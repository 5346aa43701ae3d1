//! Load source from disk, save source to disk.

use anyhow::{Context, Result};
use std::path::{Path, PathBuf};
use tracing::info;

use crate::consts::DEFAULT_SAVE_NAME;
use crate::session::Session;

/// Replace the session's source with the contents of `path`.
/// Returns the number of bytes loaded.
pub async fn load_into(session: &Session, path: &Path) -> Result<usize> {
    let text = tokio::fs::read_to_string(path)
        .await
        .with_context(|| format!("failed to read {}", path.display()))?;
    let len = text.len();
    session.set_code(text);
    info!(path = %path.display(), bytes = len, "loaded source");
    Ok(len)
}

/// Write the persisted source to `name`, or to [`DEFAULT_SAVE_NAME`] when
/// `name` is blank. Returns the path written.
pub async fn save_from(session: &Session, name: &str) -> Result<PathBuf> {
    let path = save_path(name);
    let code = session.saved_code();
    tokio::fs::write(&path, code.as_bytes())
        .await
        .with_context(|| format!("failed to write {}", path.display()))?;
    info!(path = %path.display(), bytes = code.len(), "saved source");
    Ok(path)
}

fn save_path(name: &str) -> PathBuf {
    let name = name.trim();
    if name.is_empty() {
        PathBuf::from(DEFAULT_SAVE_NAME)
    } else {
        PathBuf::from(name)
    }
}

════

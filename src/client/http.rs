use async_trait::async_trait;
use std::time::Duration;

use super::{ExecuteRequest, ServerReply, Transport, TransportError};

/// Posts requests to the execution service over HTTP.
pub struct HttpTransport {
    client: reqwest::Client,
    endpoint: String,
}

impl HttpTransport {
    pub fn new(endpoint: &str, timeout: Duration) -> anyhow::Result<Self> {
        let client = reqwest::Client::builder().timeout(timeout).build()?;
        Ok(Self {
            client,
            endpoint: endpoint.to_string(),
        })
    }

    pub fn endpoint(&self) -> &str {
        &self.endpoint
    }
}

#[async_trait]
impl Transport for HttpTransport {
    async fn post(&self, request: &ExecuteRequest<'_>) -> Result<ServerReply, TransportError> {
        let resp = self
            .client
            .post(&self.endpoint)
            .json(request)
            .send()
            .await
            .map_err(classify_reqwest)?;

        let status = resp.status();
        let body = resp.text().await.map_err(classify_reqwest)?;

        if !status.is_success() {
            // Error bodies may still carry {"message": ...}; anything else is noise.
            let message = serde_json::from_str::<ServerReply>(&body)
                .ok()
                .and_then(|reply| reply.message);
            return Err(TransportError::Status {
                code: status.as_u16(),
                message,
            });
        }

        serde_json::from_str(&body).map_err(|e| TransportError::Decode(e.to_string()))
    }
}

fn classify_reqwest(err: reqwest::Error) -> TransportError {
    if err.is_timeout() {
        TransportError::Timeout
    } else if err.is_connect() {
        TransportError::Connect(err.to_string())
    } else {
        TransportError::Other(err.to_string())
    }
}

════

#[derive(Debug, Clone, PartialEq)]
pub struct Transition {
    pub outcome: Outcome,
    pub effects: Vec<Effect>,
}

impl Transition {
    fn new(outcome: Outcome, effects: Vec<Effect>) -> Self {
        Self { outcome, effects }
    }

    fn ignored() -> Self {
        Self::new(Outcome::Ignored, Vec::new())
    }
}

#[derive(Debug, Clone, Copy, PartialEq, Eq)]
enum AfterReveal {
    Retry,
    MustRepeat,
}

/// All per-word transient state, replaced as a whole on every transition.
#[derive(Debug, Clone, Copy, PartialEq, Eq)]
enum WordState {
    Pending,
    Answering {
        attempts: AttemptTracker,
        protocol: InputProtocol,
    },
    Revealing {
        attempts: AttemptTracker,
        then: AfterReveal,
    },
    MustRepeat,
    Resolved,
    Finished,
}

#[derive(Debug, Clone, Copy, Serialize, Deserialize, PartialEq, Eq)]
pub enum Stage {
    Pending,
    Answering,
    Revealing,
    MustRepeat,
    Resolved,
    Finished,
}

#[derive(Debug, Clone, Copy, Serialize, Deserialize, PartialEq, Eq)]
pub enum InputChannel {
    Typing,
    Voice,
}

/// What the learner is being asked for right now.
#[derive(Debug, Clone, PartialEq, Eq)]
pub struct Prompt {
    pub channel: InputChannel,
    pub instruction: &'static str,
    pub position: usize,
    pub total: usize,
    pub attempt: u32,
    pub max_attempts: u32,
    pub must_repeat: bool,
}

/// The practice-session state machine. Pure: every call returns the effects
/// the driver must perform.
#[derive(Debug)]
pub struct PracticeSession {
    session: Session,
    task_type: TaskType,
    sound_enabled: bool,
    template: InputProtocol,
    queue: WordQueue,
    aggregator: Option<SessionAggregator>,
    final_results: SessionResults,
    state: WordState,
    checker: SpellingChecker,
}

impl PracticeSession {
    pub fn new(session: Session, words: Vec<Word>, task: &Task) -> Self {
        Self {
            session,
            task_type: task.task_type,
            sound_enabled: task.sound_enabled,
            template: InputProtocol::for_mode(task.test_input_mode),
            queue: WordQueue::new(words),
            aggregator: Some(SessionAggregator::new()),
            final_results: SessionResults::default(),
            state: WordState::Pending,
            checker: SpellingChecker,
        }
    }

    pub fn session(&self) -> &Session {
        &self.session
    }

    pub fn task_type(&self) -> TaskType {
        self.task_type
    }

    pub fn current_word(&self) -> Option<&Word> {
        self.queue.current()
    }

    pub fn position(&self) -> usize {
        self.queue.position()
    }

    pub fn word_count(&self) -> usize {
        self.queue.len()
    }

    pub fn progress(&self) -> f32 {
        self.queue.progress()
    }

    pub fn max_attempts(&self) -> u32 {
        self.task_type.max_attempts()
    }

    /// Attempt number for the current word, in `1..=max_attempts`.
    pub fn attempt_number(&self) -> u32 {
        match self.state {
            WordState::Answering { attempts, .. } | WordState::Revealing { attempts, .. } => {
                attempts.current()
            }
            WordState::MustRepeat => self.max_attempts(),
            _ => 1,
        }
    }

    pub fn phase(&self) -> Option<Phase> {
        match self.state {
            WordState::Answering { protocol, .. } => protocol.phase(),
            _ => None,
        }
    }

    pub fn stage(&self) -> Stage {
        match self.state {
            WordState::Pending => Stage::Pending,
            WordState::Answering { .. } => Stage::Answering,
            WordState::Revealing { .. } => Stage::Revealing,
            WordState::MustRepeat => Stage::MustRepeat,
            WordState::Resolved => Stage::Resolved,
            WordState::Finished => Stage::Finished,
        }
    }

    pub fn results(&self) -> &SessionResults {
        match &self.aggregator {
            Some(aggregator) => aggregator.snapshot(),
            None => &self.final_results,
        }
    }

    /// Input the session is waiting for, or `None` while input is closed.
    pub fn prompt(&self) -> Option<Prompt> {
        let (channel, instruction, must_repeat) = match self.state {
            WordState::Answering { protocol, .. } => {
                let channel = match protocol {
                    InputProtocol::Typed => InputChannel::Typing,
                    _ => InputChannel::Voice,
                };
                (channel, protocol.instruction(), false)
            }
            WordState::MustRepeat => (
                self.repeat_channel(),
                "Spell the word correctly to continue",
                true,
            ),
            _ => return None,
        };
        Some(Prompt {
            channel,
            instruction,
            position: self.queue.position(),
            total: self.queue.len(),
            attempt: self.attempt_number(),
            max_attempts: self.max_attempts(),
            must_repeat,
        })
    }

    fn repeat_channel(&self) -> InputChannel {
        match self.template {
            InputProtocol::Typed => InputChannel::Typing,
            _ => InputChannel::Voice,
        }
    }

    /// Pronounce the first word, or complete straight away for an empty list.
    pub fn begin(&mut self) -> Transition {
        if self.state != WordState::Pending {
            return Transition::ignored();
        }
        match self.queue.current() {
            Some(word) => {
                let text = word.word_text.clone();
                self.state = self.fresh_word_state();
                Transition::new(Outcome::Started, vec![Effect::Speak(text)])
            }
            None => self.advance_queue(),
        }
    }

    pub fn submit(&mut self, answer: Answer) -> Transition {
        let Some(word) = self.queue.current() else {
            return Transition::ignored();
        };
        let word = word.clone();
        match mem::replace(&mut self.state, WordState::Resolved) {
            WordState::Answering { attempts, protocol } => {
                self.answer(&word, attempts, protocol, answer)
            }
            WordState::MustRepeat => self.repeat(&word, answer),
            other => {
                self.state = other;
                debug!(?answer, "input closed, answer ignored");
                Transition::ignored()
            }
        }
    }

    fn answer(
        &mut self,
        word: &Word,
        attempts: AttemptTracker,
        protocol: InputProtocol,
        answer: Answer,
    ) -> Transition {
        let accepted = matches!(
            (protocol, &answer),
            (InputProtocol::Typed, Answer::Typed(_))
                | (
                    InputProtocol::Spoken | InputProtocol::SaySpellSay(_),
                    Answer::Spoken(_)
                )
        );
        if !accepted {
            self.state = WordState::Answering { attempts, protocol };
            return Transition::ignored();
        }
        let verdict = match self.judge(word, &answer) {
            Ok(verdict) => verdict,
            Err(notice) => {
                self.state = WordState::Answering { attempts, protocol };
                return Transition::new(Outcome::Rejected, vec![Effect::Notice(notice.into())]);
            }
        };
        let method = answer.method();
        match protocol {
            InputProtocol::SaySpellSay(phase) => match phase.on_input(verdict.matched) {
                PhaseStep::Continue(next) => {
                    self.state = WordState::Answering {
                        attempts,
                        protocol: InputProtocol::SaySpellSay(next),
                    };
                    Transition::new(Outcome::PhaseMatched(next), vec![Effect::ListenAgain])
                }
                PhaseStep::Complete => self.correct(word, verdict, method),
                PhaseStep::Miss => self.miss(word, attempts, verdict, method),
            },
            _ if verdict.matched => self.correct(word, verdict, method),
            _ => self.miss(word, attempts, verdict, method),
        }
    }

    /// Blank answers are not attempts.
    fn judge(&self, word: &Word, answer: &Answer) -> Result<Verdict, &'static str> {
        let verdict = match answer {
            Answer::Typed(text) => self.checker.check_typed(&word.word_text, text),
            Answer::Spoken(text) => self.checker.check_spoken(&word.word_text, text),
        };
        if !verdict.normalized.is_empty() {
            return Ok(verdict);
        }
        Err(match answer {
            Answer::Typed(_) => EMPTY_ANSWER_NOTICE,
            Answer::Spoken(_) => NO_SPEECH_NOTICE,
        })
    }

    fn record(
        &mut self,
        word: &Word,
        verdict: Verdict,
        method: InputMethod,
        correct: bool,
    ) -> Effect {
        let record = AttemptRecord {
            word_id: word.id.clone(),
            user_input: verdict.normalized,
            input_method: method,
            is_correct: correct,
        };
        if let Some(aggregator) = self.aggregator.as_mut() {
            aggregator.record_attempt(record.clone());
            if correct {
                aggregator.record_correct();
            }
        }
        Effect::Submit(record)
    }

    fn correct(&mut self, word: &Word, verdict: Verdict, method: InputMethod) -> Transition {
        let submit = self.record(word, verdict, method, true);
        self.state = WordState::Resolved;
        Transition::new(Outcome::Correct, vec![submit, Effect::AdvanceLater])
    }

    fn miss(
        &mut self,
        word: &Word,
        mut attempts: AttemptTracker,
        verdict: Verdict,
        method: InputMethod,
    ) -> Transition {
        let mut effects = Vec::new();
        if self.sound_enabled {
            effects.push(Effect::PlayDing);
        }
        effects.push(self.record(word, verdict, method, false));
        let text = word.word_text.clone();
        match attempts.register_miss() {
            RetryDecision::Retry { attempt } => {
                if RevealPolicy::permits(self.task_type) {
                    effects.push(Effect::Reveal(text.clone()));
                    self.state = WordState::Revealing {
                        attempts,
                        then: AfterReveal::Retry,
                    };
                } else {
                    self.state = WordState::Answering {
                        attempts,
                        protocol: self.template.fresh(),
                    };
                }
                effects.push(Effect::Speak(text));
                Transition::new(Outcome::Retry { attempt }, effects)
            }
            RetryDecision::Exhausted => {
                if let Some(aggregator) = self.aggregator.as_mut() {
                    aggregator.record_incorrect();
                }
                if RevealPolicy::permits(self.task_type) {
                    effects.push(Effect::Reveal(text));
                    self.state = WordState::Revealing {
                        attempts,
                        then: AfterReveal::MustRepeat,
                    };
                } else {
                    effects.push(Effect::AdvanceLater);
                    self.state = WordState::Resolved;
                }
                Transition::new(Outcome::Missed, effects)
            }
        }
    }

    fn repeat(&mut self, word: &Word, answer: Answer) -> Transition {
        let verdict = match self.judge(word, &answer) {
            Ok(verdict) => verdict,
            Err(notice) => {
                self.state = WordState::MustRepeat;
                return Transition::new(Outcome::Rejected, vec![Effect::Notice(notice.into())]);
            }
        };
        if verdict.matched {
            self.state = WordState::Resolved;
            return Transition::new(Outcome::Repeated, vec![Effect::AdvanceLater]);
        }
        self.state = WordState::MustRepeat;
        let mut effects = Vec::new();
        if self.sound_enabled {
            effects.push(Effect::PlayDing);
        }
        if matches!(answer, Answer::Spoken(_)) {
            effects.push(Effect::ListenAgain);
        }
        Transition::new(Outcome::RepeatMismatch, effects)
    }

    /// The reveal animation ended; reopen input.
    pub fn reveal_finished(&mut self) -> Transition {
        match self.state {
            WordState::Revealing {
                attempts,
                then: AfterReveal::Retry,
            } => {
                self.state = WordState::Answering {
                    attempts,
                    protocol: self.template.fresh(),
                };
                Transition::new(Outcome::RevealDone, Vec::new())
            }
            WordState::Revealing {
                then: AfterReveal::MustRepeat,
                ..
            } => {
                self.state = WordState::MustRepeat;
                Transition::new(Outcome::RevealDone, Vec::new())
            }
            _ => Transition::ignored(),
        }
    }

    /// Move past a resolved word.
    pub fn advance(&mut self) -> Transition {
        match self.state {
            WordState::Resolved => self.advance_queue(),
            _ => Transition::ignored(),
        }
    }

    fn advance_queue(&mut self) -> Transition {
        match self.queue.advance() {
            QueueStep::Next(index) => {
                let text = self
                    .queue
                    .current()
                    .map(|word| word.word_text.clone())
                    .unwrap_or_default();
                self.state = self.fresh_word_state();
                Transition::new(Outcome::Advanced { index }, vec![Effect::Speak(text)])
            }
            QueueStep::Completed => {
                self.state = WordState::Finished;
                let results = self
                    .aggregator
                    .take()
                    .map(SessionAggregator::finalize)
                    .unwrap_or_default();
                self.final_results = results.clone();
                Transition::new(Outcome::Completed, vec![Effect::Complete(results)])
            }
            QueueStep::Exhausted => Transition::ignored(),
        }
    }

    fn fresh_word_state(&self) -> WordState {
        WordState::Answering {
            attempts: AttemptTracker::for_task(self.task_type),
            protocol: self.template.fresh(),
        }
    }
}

════

**WORK TO COMPLETE:** The word "SpellingChecker" may appear in several lines of the data; copy every line where it does.

**RESPONSE TO THE EXERCISE:**
    checker: SpellingChecker,
            checker: SpellingChecker,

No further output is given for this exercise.